Singl use plastic bages. Photo by Divotomezove. Wikimedia Commons

So, what have Deborah and I done to reduce our use of plastics?

  1. We now buy our orange juice as frozen concentrate instead of ready-to-drink juice in plastic jugs.
  2. We now only buy milk in half-gallon, cardboard containers instead of the gallon, plastic jugs.
  3. We only buy eggs in cardboard egg cartons.
  4. We stopped buying lettuce and other salad veggies pre-packaged in plastic containers. Now we buy loose produce and bring it home in our re-useable, cloth bags.
  5. We buy bulk kitty litter from the local pet store and fill-up our reuseable litter pail as needed.
  6. We buy meat and chicken etc. directly at the meat counter and get it wrapped in paper.
  7. We buy yogurt in as large a container as possible instead of whole slew of small containers.
  8. We continue to use our re-useable water bottles and also our reuseable grocery/shopping bags.
  9. If we have soda, we buy it in recyclable, aluminum cans instead of plastic bottles or jugs.
  10. Laundry soaps, dishwasher detergents, shampoos and contitioners are now available in paper packed and bar forms. No plastic bottles!
  11. When we go to a restaurant, we take our own, reuseable containers for any leftovers.
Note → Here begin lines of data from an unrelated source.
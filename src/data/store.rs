//! Indicator Store
//!
//! One record per country, joined from the indicator table, the region
//! mapping (by ISO3) and the population table (ISO3 = CCA3). Immutable after
//! construction.

use std::collections::HashMap;

use serde::Serialize;

use super::columns::{Indicator, CARD_YEAR, LATEST_POPULATION_YEAR, POPULATION_YEARS};
use super::loader::{IndicatorTable, PopulationRow, SeriesColumns};

/// Joined country record
#[derive(Debug, Clone, PartialEq, Serialize)]
pub struct CountryRecord {
    pub iso3: String,
    pub name: String,
    pub region: Option<String>,
    pub development_group: Option<String>,
    pub hdi_rank: Option<u32>,
    pub capital: Option<String>,
    pub area_km2: Option<f64>,
    /// Share of the world population, in percent
    pub world_population_share: Option<f64>,
    /// Population snapshots aligned with [`POPULATION_YEARS`]
    pub population: [Option<u64>; 8],
    #[serde(skip)]
    series: HashMap<Indicator, Vec<Option<f64>>>,
    #[serde(skip)]
    card_values: HashMap<Indicator, Option<f64>>,
}

impl CountryRecord {
    /// HDI for the card year
    pub fn hdi(&self) -> Option<f64> {
        self.card_value(Indicator::Hdi)
    }

    /// Income per capita for the card year
    pub fn income(&self) -> Option<f64> {
        self.card_value(Indicator::Income)
    }

    /// Life expectancy for the card year
    pub fn life_expectancy(&self) -> Option<f64> {
        self.card_value(Indicator::LifeExpectancy)
    }

    /// Indicator value for the card year
    pub fn card_value(&self, indicator: Indicator) -> Option<f64> {
        self.card_values.get(&indicator).copied().flatten()
    }

    /// Most recent population snapshot
    pub fn latest_population(&self) -> Option<u64> {
        self.population_in(LATEST_POPULATION_YEAR)
    }

    /// Population snapshot for a given year
    pub fn population_in(&self, year: i32) -> Option<u64> {
        POPULATION_YEARS
            .iter()
            .position(|y| *y == year)
            .and_then(|slot| self.population[slot])
    }
}

/// Aggregate figures shown on the World card
#[derive(Debug, Clone, Copy, PartialEq)]
pub struct WorldSummary {
    pub total_population: u64,
    pub average_income: f64,
    pub average_life_expectancy: f64,
}

/// In-memory indicator dataset
#[derive(Debug, Clone, Default)]
pub struct IndicatorStore {
    records: Vec<CountryRecord>,
    by_iso3: HashMap<String, usize>,
    by_name: HashMap<String, usize>,
    series: HashMap<Indicator, SeriesColumns>,
}

impl IndicatorStore {
    /// Join the three source tables.
    ///
    /// Countries without a population row keep empty population fields;
    /// countries without a region mapping keep `region = None`.
    pub fn join(
        indicators: IndicatorTable,
        regions: &HashMap<String, String>,
        population: Vec<PopulationRow>,
    ) -> Self {
        let population: HashMap<String, PopulationRow> = population
            .into_iter()
            .map(|row| (row.cca3.clone(), row))
            .collect();

        let mut records = Vec::with_capacity(indicators.rows.len());
        let mut by_iso3 = HashMap::new();
        let mut by_name = HashMap::new();
        let mut unmatched = 0usize;

        for row in indicators.rows {
            if by_iso3.contains_key(&row.iso3) {
                tracing::warn!(iso3 = %row.iso3, "Duplicate ISO3 in indicator table, keeping first");
                continue;
            }

            let pop = population.get(&row.iso3);
            if pop.is_none() {
                unmatched += 1;
            }

            let card_values = Indicator::ALL
                .iter()
                .map(|indicator| {
                    let value = indicators
                        .series
                        .get(indicator)
                        .and_then(|cols| cols.position(CARD_YEAR))
                        .and_then(|pos| row.series.get(indicator).and_then(|v| v.get(pos)))
                        .copied()
                        .flatten();
                    (*indicator, value)
                })
                .collect();

            let idx = records.len();
            by_iso3.insert(row.iso3.clone(), idx);
            by_name.entry(row.name.clone()).or_insert(idx);

            records.push(CountryRecord {
                region: regions.get(&row.iso3).cloned(),
                development_group: row.development_group,
                hdi_rank: row.hdi_rank,
                capital: pop.and_then(|p| p.capital.clone()),
                area_km2: pop.and_then(|p| p.area_km2),
                world_population_share: pop.and_then(|p| p.world_share),
                population: pop.map(|p| p.snapshots).unwrap_or([None; 8]),
                iso3: row.iso3,
                name: row.name,
                series: row.series,
                card_values,
            });
        }

        if unmatched > 0 {
            tracing::info!(countries = unmatched, "Countries without population data");
        }
        let missing_region = records.iter().filter(|r| r.region.is_none()).count();
        if missing_region > 0 {
            tracing::info!(countries = missing_region, "Countries without a UN region");
        }

        Self {
            records,
            by_iso3,
            by_name,
            series: indicators.series,
        }
    }

    /// Number of countries
    pub fn len(&self) -> usize {
        self.records.len()
    }

    pub fn is_empty(&self) -> bool {
        self.records.is_empty()
    }

    /// All records in source order
    pub fn iter(&self) -> impl Iterator<Item = &CountryRecord> {
        self.records.iter()
    }

    pub fn by_iso3(&self, iso3: &str) -> Option<&CountryRecord> {
        self.by_iso3.get(iso3).map(|idx| &self.records[*idx])
    }

    pub fn by_name(&self, name: &str) -> Option<&CountryRecord> {
        self.by_name.get(name).map(|idx| &self.records[*idx])
    }

    /// Countries sharing a UN region, in source order
    pub fn region_members<'a>(&'a self, region: &'a str) -> impl Iterator<Item = &'a CountryRecord> {
        self.records
            .iter()
            .filter(move |r| r.region.as_deref() == Some(region))
    }

    /// Yearly column labels of an indicator family
    pub fn series_labels(&self, indicator: Indicator) -> &[String] {
        self.series
            .get(&indicator)
            .map(|cols| cols.labels.as_slice())
            .unwrap_or(&[])
    }

    /// `(column label, value)` pairs of one country's series, in file order
    pub fn series<'a>(
        &'a self,
        indicator: Indicator,
        record: &'a CountryRecord,
    ) -> impl Iterator<Item = (&'a str, Option<f64>)> + 'a {
        let values = record
            .series
            .get(&indicator)
            .map(|v| v.as_slice())
            .unwrap_or(&[]);
        self.series_labels(indicator)
            .iter()
            .enumerate()
            .map(move |(i, label)| (label.as_str(), values.get(i).copied().flatten()))
    }

    /// World card aggregates.
    ///
    /// Averages divide the column sum by the number of countries in the
    /// table, including countries whose value is missing.
    pub fn world_summary(&self) -> WorldSummary {
        let count = self.records.len().max(1) as f64;
        let total_population = self.records.iter().filter_map(|r| r.latest_population()).sum();
        let income: f64 = self.records.iter().filter_map(|r| r.income()).sum();
        let life: f64 = self.records.iter().filter_map(|r| r.life_expectancy()).sum();

        WorldSummary {
            total_population,
            average_income: income / count,
            average_life_expectancy: life / count,
        }
    }
}

#[cfg(test)]
mod tests {
    use super::*;
    use crate::data::fixtures;

    #[test]
    fn test_join() {
        let store = fixtures::store();
        assert_eq!(store.len(), 6);

        let brazil = store.by_iso3("BRA").unwrap();
        assert_eq!(brazil.name, "Brazil");
        assert_eq!(brazil.region.as_deref(), Some("Americas"));
        assert_eq!(brazil.hdi(), Some(0.754));
        assert_eq!(brazil.income(), Some(14370.42));
        assert_eq!(brazil.life_expectancy(), Some(72.8));
        assert_eq!(brazil.latest_population(), Some(215_313_498));
        assert_eq!(brazil.population_in(1970), Some(96_369_875));
        assert_eq!(brazil.capital.as_deref(), Some("Brasilia"));
        assert_eq!(brazil.world_population_share, Some(2.7));

        assert!(std::ptr::eq(brazil, store.by_name("Brazil").unwrap()));
    }

    #[test]
    fn test_missing_region_is_kept() {
        let store = fixtures::store();
        let hong_kong = store.by_iso3("HKG").unwrap();
        assert_eq!(hong_kong.region, None);
    }

    #[test]
    fn test_region_members() {
        let store = fixtures::store();
        let names: Vec<&str> = store.region_members("Americas").map(|r| r.name.as_str()).collect();
        assert_eq!(names, vec!["Brazil", "Argentina", "Chile"]);
    }

    #[test]
    fn test_series_pairs_labels_with_values() {
        let store = fixtures::store();
        let brazil = store.by_iso3("BRA").unwrap();
        let pairs: Vec<(&str, Option<f64>)> = store.series(Indicator::Hdi, brazil).collect();

        assert_eq!(pairs.len(), 3);
        assert_eq!(pairs[0], ("Human Development Index (1990)", Some(0.61)));
        assert_eq!(pairs[2], ("Human Development Index (2021)", Some(0.754)));
    }

    #[test]
    fn test_world_summary() {
        let summary = fixtures::store().world_summary();
        assert_eq!(summary.total_population, 293_362_045);
        assert!((summary.average_income - 32222.52).abs() < 1e-6);
        assert!((summary.average_life_expectancy - 76.7166).abs() < 1e-3);
    }
}
//! WebSocket Message Types
//!
//! Defines all message types for WebSocket communication between
//! the dashboard page and the server.

use serde::{Deserialize, Serialize};
use uuid::Uuid;

use crate::session::{DashboardEvent, DashboardView, ViewUpdate};

/// Messages sent from client to server
#[derive(Debug, Clone, Deserialize)]
#[serde(tag = "type", rename_all = "snake_case")]
pub enum ClientMessage {
    /// A UI event for this connection's session
    Event {
        event: DashboardEvent,
    },
    /// Ask for the full current view
    GetView,
    /// Ping for keepalive
    Ping,
}

/// Messages sent from server to client
#[derive(Debug, Clone, Serialize)]
#[serde(tag = "type", rename_all = "snake_case")]
pub enum ServerMessage {
    /// Connection established, session opened
    Connected {
        session_id: Uuid,
        view: DashboardView,
    },
    /// Full view, answer to `get_view`
    View { view: DashboardView },
    /// Outcome of an event
    Update { update: ViewUpdate },
    /// Pong response to ping
    Pong,
    /// Error message
    Error {
        /// Error description
        message: String,
    },
}
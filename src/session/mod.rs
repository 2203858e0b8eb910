//! Sessions
//!
//! Per-browser dashboard state and the engine that reacts to UI events.
//!
//! ## Architecture
//!
//! - **SelectionState**: country/world selection, chart kind and map metric
//! - **Dashboard**: applies [`DashboardEvent`]s and derives the [`DashboardView`]
//! - **SessionStore**: owns one state per session, with a cap and idle sweep

mod engine;
mod events;
mod state;
mod store;
mod view;

pub use engine::{CountryOption, Dashboard};
pub use events::{ClickOrigin, DashboardEvent};
pub use state::{ScopeMismatch, Selection, SelectionState, WORLD};
pub use store::{Session, SessionHandle, SessionStore};
pub use view::{ChartView, DashboardView, DetailCards, ViewUpdate};

use thiserror::Error;
use uuid::Uuid;

/// Errors raised by the session store
#[derive(Error, Debug, Clone, PartialEq, Eq)]
pub enum SessionError {
    #[error("Session not found: {0}")]
    NotFound(Uuid),

    #[error("Too many sessions (limit: {0})")]
    TooManySessions(usize),
}
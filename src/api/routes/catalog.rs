//! Catalog Routes
//!
//! Static option lists for the dashboard controls.

use axum::{extract::State, Json};
use std::sync::Arc;

use crate::api::dto::{CountryListResponse, MetricListResponse};
use crate::api::state::AppState;
use crate::map::{metric_options, MapMetric};

/// GET /api/v1/countries
///
/// Country dropdown options, `Mundo` first.
pub async fn list_countries(State(state): State<Arc<AppState>>) -> Json<CountryListResponse> {
    let countries = state.dashboard.country_options();
    Json(CountryListResponse {
        total: countries.len(),
        countries,
    })
}

/// GET /api/v1/map/metrics
pub async fn list_metrics() -> Json<MetricListResponse> {
    Json(MetricListResponse {
        metrics: metric_options(),
        default: MapMetric::default(),
    })
}
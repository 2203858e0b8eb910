//! View model handed to the display layer.

use serde::Serialize;

use crate::charts::{ChartKind, ChartOption, Figure};
use crate::map::MapMetric;

/// Text and image fields of the detail cards
#[derive(Debug, Clone, PartialEq, Eq, Serialize, Default)]
pub struct DetailCards {
    pub flag_url: String,
    pub population: String,
    pub world_population_share: String,
    pub hdi_rank: String,
    pub hdi: String,
    pub capital: String,
    pub income: String,
    pub life_expectancy: String,
    pub area: String,
}

/// The selected chart and its figure
#[derive(Debug, Clone, PartialEq, Serialize)]
pub struct ChartView {
    /// `None` when no chart is selected
    pub kind: Option<ChartKind>,
    pub figure: Figure,
}

/// Everything derived from the selection
#[derive(Debug, Clone, PartialEq, Serialize)]
pub struct DashboardView {
    /// Scope button text
    pub selection_label: String,
    /// Country dropdown value
    pub selected_country: String,
    pub cards: DetailCards,
    pub chart_options: Vec<ChartOption>,
    pub chart: ChartView,
    pub map_metric: MapMetric,
}

/// Result of applying one event
#[derive(Debug, Clone, PartialEq, Serialize)]
#[serde(tag = "update", rename_all = "snake_case")]
pub enum ViewUpdate {
    /// Nothing changed
    Unchanged,
    /// Cards, options and chart changed
    Dashboard(DashboardView),
    /// Only the chart changed
    Chart(ChartView),
    /// Only the choropleth changed
    Map { metric: MapMetric, figure: Figure },
}

impl ViewUpdate {
    pub fn is_unchanged(&self) -> bool {
        matches!(self, ViewUpdate::Unchanged)
    }
}
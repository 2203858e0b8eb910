//! Health Routes
//!
//! Health check endpoints for monitoring and Kubernetes probes.
//!
//! - GET /health/live - Liveness probe (process is alive)
//! - GET /health/ready - Readiness probe (ready to serve traffic)
//! - GET /health - Full health status

use axum::{extract::State, http::StatusCode, Json};
use std::sync::Arc;

use crate::api::dto::HealthResponse;
use crate::api::state::AppState;

/// GET /health/live
///
/// Kubernetes liveness probe.
/// Returns 200 if the process is alive, no dependency checks.
pub async fn liveness() -> StatusCode {
    StatusCode::OK
}

/// GET /health/ready
///
/// Ready once the dataset holds at least one country.
pub async fn readiness(State(state): State<Arc<AppState>>) -> StatusCode {
    if state.dataset().store.is_empty() {
        StatusCode::SERVICE_UNAVAILABLE
    } else {
        StatusCode::OK
    }
}

/// GET /health
///
/// Full health status with dataset and session counts.
pub async fn full_health(State(state): State<Arc<AppState>>) -> Json<HealthResponse> {
    let countries = state.dataset().store.len();
    let status = if countries > 0 { "healthy" } else { "unhealthy" };

    Json(HealthResponse {
        status: status.to_string(),
        countries,
        sessions: state.sessions.len().await,
        uptime_seconds: state.uptime_seconds(),
        version: env!("CARGO_PKG_VERSION").to_string(),
    })
}

#[cfg(test)]
mod tests {
    use super::*;

    #[tokio::test]
    async fn test_liveness() {
        let status = liveness().await;
        assert_eq!(status, StatusCode::OK);
    }
}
It is hard to completely eliminate plastics from your life, but we are working toward a more sustainable home ecosystem!

By the way, the new Colorado law banning the distribution of single use plastic bags is being widely ignored by many of the stores in our area! There are still thousands of available bags at the checkouts of our grocery stores and for delivery of take-out food from restaurants. Things change, but slowly!